Ammettiamolo, la fase 3 del MCU (Marvel Cinematic Universe) non è poi partita così forte. Captain America: Civil War ha mostrato per la prima volta evidenti segni di stanchezza, e ci mancherebbe altro, dopo ben 13 film del filone iniziato con Iron Man nel 2008. Se non fosse stato poi per quel colpo di scena finale e per il personaggio di Black Panther, il film sarebbe risultato scontato nella sua totalità. Il taglio che casa Marvel ha dato ai suoi lungometraggi infatti è sempre stato riconoscibile, e se questo marchio di fabbrica ha rappresentato per tanto tempo il motivo per cui i fan potevano andare fieri di avere finalmente su grande schermo i supereroi del cuore trasposti come avevano sempre desiderato, il rischio di portare a qualcosa di già visto e quindi facilmente dimenticabile era sempre più concreto. Con Doctor Strange però, la storia è cambiata.
No, non siamo di fronte ad un capolavoro e no, non abbiamo una new entry nella top 3 dei migliori film del MCU. Tuttavia Doctor Strange mostra finalmente qualcosa di nuovo, totalmente diverso da ciò che abbiamo visto fino ad ora con Marvel. E parafrasando un fanatico ignorante schiavista, se prima suscitava curiosità, ha trovato modo di ottenere attenzione.
Ma in un mondo in cui una squadra di supereroi difende il pianeta da minacce aliene a cosa mai potrà servire un neurochirurgo piacente e saccente? A questa domanda viene data una risposta nel film stesso: gli Avengers infatti non possono nulla contro la Dimensione Oscura e le entità mistiche che la abitano. Per questo motivo gli stregoni guidati dall’Antico sono in un certo senso complementari ai Vendicatori. Stephen Strange è il migliore neurochirurgo al mondo, ma un incidente in macchina cambia la sua vita. Perde infatti la sensibilità nelle dita, fondamentale nel suo lavoro e per recuperare il pieno controllo delle mani raggiunge Kamar-Taj dove sarà introdotto all’uso della magia e al mondo delle dimensioni alternative.
La trama del film è lineare, ma presenta qualche tratto poco comprensibile per la troppa carne al fuoco che gli sceneggiatori hanno messo. Le scene in cui gli stregoni piegano le città a proprio piacimento sono di grande impatto visivo (ricordando molto quelle di Inception), ma sono spiegate in maniera altrettanto superficiale.
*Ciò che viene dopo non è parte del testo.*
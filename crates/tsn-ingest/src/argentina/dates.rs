//! Spanish date handling for the SEPA portal
//!
//! The portal renders activity timestamps in Spanish, e.g.
//! `16 Diciembre, 2024, 14:06 (-03)`, and names the daily ZIP files
//! after the Spanish weekday (`sepa_lunes.zip`).

use chrono::{Datelike, NaiveDate};
use regex::Regex;
use std::sync::OnceLock;

static TITLE_RE: OnceLock<Regex> = OnceLock::new();

#[allow(clippy::expect_used)]
fn title_regex() -> &'static Regex {
    TITLE_RE.get_or_init(|| {
        // '16 Diciembre, 2024, 14:06 (-03)'; the offset may appear as
        // '(-03)' or '(-0300)' depending on the portal revision
        Regex::new(r"^\s*(\d{1,2})\s+([A-Za-zÁÉÍÓÚáéíóúñÑ]+),\s+(\d{4})")
            .expect("static regex is valid")
    })
}

fn month_number(name: &str) -> Option<u32> {
    let name = name.to_lowercase();
    let n = match name.as_str() {
        "enero" => 1,
        "febrero" => 2,
        "marzo" => 3,
        "abril" => 4,
        "mayo" => 5,
        "junio" => 6,
        "julio" => 7,
        "agosto" => 8,
        "septiembre" | "setiembre" => 9,
        "octubre" => 10,
        "noviembre" => 11,
        "diciembre" => 12,
        _ => return None,
    };
    Some(n)
}

/// Parse an activity timestamp title into its calendar date
///
/// Only the date part matters downstream; the time and the short
/// `(-03)` offset the portal emits are ignored.
pub fn parse_spanish_datetime(title: &str) -> Option<NaiveDate> {
    let caps = title_regex().captures(title)?;
    let day: u32 = caps.get(1)?.as_str().parse().ok()?;
    let month = month_number(caps.get(2)?.as_str())?;
    let year: i32 = caps.get(3)?.as_str().parse().ok()?;
    NaiveDate::from_ymd_opt(year, month, day)
}

/// Lowercase Spanish weekday name, unaccented, as the portal uses in
/// download file names
pub fn weekday_es(date: NaiveDate) -> &'static str {
    match date.weekday().num_days_from_monday() {
        0 => "lunes",
        1 => "martes",
        2 => "miercoles",
        3 => "jueves",
        4 => "viernes",
        5 => "sabado",
        _ => "domingo",
    }
}

#[cfg(test)]
#[allow(clippy::unwrap_used, clippy::expect_used)]
mod tests {
    use super::*;

    #[test]
    fn test_parse_portal_title() {
        let date = parse_spanish_datetime("16 Diciembre, 2024, 14:06 (-03)").unwrap();
        assert_eq!(date, NaiveDate::from_ymd_opt(2024, 12, 16).unwrap());
    }

    #[test]
    fn test_parse_full_offset_variant() {
        let date = parse_spanish_datetime("17 Diciembre, 2024, 10:00 (-0300)").unwrap();
        assert_eq!(date, NaiveDate::from_ymd_opt(2024, 12, 17).unwrap());
    }

    #[test]
    fn test_parse_all_months() {
        let months = [
            ("Enero", 1),
            ("Febrero", 2),
            ("Marzo", 3),
            ("Abril", 4),
            ("Mayo", 5),
            ("Junio", 6),
            ("Julio", 7),
            ("Agosto", 8),
            ("Septiembre", 9),
            ("Octubre", 10),
            ("Noviembre", 11),
            ("Diciembre", 12),
        ];
        for (name, number) in months {
            let title = format!("1 {}, 2024, 00:00 (-03)", name);
            let date = parse_spanish_datetime(&title).unwrap();
            assert_eq!(date.month(), number, "month {}", name);
        }
    }

    #[test]
    fn test_unparseable_titles() {
        assert_eq!(parse_spanish_datetime("Hace 2 horas."), None);
        assert_eq!(parse_spanish_datetime("16 Frobuary, 2024, 14:06 (-03)"), None);
        assert_eq!(parse_spanish_datetime(""), None);
    }

    #[test]
    fn test_weekday_names() {
        // 2024-12-16 is a Monday
        let monday = NaiveDate::from_ymd_opt(2024, 12, 16).unwrap();
        assert_eq!(weekday_es(monday), "lunes");
        assert_eq!(weekday_es(monday + chrono::Days::new(5)), "sabado");
        assert_eq!(weekday_es(monday + chrono::Days::new(6)), "domingo");
    }
}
Il film zoppica un po’ anche nella parte dell’addestramento del protagonista, non del tutto convincente con quel look molto simile a Christian Bale in Batman Begins. A parte questo Cumberbatch si dimostra un punto fermo, recitare la parte del “sapientino” gli riesce naturale (e dopo Sherlock vorrei anche vedere, ndr) e anche come stregone se la cava egregiamente.
Peccato che Cumberbatch non sia affiancato da un supporting cast all’altezza: Rachel McAdams è totalmente anonima, Chiwetel Ejiofor pecca di carisma per essere la spalla del protagonista, Tilda Swinton sembra non entrare mai completamente nel personaggio (chiave, per la storia) dell’Antico e Mads Mikkelsen risulta anch’esso assai poco convincente. L’unico ad uscirne positivamente è Benedict Wong, il custode della biblioteca di Kamar-Taj.
Degne di nota le due (perdonate il piccolo spoiler) scene durante e post titoli di coda. La prima contiene un simpatico siparietto che collega Doctor Strange agli Avengers. La seconda, decisamente più importante, rivela un plot twist sensazionale che spalanca le porte al secondo capitolo.